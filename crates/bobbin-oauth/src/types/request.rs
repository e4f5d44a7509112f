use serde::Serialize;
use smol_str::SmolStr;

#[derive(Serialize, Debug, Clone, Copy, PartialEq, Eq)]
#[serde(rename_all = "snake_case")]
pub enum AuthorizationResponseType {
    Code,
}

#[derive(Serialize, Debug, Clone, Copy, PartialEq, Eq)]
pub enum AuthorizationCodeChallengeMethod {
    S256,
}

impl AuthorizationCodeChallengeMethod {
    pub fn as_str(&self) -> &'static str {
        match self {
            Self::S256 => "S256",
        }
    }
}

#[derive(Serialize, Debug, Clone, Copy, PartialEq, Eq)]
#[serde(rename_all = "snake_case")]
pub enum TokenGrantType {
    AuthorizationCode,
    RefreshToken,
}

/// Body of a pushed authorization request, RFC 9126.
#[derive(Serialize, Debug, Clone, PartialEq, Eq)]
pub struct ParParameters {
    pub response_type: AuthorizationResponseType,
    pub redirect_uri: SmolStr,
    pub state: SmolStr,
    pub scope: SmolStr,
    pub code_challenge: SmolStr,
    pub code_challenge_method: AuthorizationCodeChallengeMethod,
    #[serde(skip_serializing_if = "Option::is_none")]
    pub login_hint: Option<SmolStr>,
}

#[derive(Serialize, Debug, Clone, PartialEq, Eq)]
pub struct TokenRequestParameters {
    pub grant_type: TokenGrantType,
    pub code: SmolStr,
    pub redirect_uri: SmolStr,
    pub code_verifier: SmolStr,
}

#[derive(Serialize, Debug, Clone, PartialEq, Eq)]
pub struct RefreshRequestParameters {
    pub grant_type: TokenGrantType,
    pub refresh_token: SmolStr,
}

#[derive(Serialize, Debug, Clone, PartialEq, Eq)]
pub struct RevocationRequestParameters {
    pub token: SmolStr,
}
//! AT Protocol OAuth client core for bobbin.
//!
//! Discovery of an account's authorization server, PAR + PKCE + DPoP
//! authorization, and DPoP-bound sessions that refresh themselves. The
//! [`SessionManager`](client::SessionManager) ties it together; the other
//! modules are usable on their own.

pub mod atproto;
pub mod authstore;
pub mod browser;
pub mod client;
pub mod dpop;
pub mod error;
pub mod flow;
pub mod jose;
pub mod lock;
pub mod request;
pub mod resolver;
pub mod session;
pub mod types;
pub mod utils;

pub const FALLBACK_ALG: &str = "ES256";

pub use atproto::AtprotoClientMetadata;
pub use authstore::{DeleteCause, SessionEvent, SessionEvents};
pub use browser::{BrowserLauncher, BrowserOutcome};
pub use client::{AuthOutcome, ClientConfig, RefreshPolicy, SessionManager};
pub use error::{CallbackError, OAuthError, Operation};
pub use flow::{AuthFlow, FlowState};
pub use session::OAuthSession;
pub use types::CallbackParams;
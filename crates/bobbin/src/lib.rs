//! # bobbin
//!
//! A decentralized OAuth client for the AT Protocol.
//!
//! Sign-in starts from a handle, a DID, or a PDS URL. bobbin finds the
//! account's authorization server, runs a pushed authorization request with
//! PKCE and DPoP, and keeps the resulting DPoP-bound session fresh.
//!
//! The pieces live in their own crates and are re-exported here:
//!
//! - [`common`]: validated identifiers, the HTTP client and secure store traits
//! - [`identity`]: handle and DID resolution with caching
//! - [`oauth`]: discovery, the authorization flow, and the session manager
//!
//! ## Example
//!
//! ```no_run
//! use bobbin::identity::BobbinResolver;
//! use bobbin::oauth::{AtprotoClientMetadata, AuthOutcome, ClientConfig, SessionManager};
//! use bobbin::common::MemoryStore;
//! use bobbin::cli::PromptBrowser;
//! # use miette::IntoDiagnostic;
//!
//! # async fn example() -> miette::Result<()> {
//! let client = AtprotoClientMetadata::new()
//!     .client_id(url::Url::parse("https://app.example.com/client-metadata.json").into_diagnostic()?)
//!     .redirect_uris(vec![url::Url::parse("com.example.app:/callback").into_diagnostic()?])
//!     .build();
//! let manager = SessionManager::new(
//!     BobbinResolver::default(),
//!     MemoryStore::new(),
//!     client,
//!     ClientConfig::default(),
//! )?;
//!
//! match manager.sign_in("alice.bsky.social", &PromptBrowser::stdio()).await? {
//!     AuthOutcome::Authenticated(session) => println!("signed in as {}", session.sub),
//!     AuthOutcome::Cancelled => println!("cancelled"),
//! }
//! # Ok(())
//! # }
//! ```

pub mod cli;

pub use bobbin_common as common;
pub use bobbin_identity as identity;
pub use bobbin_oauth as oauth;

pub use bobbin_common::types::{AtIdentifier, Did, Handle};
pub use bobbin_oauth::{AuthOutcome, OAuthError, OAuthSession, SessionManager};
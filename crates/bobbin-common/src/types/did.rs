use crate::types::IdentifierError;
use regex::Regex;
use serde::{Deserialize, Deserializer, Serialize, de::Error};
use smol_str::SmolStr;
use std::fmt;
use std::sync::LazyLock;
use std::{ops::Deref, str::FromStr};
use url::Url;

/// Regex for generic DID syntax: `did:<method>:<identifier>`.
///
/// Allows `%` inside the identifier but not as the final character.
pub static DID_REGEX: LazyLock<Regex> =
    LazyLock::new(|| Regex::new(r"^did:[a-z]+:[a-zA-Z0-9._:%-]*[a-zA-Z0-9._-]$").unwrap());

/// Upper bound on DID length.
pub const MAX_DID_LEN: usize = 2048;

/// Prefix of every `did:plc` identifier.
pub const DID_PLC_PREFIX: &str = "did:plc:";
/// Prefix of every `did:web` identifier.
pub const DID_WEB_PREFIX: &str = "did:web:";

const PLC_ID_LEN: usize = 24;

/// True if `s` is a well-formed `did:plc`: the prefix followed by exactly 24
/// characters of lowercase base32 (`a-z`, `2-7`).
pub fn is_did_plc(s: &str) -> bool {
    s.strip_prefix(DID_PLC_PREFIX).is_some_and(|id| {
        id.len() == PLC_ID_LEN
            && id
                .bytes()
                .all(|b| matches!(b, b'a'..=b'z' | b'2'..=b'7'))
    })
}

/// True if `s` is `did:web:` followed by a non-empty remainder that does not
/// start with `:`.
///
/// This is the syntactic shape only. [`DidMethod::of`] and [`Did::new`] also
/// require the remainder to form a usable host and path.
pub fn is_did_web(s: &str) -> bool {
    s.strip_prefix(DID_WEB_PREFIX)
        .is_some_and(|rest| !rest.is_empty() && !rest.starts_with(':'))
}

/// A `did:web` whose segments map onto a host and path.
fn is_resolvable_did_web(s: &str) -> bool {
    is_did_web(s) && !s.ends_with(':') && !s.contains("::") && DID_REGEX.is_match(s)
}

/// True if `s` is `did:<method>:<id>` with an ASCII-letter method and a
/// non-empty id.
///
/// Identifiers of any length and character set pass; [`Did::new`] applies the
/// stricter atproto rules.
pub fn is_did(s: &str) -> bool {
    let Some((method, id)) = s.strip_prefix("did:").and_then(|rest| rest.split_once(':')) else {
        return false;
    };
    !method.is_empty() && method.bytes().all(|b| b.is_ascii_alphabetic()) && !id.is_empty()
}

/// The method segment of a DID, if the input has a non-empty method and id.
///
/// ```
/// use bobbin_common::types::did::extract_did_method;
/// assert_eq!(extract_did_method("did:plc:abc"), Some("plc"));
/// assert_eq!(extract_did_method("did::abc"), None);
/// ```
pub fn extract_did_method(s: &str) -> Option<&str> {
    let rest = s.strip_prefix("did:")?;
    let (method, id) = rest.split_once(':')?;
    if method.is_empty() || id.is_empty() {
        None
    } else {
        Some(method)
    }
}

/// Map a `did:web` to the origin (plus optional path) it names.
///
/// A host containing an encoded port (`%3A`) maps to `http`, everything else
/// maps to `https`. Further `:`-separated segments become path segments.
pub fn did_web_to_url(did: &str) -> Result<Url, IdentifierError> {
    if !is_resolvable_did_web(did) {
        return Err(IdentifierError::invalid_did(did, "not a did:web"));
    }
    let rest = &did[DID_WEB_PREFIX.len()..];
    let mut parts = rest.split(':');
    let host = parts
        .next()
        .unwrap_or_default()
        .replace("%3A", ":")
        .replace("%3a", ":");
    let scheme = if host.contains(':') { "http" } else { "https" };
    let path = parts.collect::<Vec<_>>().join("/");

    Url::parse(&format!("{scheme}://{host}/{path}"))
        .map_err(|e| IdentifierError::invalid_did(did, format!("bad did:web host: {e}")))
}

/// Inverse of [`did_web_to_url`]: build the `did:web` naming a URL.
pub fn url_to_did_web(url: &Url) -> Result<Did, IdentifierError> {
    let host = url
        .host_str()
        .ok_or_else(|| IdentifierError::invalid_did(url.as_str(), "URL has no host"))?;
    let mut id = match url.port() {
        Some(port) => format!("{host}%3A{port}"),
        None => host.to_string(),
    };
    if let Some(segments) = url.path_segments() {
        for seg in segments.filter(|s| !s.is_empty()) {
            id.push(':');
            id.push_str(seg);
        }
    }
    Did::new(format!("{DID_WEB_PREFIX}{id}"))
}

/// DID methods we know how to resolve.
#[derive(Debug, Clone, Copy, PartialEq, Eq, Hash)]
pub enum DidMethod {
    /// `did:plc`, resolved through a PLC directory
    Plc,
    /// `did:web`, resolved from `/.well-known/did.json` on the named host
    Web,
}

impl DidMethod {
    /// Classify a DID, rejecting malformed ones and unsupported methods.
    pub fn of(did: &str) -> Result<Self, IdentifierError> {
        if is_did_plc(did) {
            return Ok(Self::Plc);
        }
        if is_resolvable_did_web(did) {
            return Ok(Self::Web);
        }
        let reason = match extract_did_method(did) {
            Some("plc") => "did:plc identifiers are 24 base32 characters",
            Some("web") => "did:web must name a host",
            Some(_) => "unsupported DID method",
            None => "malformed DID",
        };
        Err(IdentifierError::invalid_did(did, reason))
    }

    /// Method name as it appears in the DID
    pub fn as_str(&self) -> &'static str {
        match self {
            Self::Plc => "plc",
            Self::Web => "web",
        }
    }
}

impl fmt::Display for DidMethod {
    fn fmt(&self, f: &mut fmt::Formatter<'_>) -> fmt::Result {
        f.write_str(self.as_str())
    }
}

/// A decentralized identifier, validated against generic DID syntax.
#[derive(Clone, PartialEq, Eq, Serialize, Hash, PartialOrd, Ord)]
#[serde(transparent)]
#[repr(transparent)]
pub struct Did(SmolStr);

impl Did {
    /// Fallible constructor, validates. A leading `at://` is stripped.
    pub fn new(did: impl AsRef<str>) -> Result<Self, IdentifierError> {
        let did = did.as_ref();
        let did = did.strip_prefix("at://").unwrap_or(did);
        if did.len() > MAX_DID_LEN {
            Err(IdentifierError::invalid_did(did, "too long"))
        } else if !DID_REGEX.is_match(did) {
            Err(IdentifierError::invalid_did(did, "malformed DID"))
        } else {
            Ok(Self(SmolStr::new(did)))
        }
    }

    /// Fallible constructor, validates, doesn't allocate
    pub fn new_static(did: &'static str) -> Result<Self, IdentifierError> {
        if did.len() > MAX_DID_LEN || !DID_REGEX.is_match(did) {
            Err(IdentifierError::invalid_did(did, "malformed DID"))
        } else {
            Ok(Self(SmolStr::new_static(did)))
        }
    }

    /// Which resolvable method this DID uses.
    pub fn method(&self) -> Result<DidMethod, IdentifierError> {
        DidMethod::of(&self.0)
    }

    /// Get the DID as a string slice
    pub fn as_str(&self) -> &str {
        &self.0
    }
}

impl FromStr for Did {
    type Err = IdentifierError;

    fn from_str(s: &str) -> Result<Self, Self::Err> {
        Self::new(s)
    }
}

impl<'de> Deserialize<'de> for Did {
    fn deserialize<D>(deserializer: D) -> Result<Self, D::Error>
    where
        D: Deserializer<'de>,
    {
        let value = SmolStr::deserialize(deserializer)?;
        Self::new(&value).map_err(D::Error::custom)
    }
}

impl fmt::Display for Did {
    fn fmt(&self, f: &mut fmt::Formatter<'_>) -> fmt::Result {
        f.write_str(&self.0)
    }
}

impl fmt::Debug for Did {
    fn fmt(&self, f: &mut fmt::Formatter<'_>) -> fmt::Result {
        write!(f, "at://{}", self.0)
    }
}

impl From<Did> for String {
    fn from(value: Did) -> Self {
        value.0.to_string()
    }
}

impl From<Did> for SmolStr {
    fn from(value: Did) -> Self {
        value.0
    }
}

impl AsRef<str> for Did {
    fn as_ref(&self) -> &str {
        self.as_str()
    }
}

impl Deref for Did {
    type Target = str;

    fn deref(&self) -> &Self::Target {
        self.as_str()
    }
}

━━━━━━━━

- [What to work on]: Return only the stretch of the material above from the line holding "let value = SmolStr::deserialize(deserializer)?;" through the line holding "impl AsRef<str> for", copied exactly.

- [The completed task]:
        let value = SmolStr::deserialize(deserializer)?;
        Self::new(&value).map_err(D::Error::custom)
    }
}

impl fmt::Display for Did {
    fn fmt(&self, f: &mut fmt::Formatter<'_>) -> fmt::Result {
        f.write_str(&self.0)
    }
}

impl fmt::Debug for Did {
    fn fmt(&self, f: &mut fmt::Formatter<'_>) -> fmt::Result {
        write!(f, "at://{}", self.0)
    }
}

impl From<Did> for String {
    fn from(value: Did) -> Self {
        value.0.to_string()
    }
}

impl From<Did> for SmolStr {
    fn from(value: Did) -> Self {
        value.0
    }
}

impl AsRef<str> for Did {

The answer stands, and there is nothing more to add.